(Items from a data source)
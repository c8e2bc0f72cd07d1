//! Still and animated evidence encoding with the `image` crate.

use std::fs::{self, File};
use std::io::BufWriter;
use std::path::Path;
use std::time::Duration;

use image::codecs::gif::{GifEncoder, Repeat};
use image::codecs::jpeg::JpegEncoder;
use image::{Delay, DynamicImage, Frame, RgbImage};

use crate::error::Result;
use crate::record::ring_buffer::BufferedFrame;

/// JPEG quality for snapshots.
pub const JPEG_QUALITY: u8 = 90;

/// GIF quantizer speed (1 = best quality, 30 = fastest).
const GIF_SPEED: i32 = 10;

fn create_parent(path: &Path) -> Result<()> {
    if let Some(parent) = path.parent() {
        fs::create_dir_all(parent)?;
    }
    Ok(())
}

/// Write one frame as a JPEG still.
pub fn write_snapshot(frame: &RgbImage, path: &Path) -> Result<()> {
    create_parent(path)?;
    let mut writer = BufWriter::new(File::create(path)?);
    let encoder = JpegEncoder::new_with_quality(&mut writer, JPEG_QUALITY);
    frame.write_with_encoder(encoder)?;
    Ok(())
}

/// Write frames, in order, as a looping animated GIF at `fps`.
pub fn write_clip(frames: &[BufferedFrame], fps: f64, path: &Path) -> Result<()> {
    create_parent(path)?;
    let delay = Delay::from_saturating_duration(Duration::from_secs_f64(1.0 / fps.max(1.0)));

    let writer = BufWriter::new(File::create(path)?);
    let mut encoder = GifEncoder::new_with_speed(writer, GIF_SPEED);
    encoder.set_repeat(Repeat::Infinite)?;

    for entry in frames {
        let rgba = DynamicImage::ImageRgb8(entry.frame.as_ref().clone()).into_rgba8();
        encoder.encode_frame(Frame::from_parts(rgba, 0, 0, delay))?;
    }

    Ok(())
}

# Exercise requirements
Within the data above, the lines from the one with "quality for snapshots." to the one with "Write frames, in" must be repeated exactly; no other line belongs in the answer.

# Answer to this task
/// JPEG quality for snapshots.
pub const JPEG_QUALITY: u8 = 90;

/// GIF quantizer speed (1 = best quality, 30 = fastest).
const GIF_SPEED: i32 = 10;

fn create_parent(path: &Path) -> Result<()> {
    if let Some(parent) = path.parent() {
        fs::create_dir_all(parent)?;
    }
    Ok(())
}

/// Write one frame as a JPEG still.
pub fn write_snapshot(frame: &RgbImage, path: &Path) -> Result<()> {
    create_parent(path)?;
    let mut writer = BufWriter::new(File::create(path)?);
    let encoder = JpegEncoder::new_with_quality(&mut writer, JPEG_QUALITY);
    frame.write_with_encoder(encoder)?;
    Ok(())
}

/// Write frames, in order, as a looping animated GIF at `fps`.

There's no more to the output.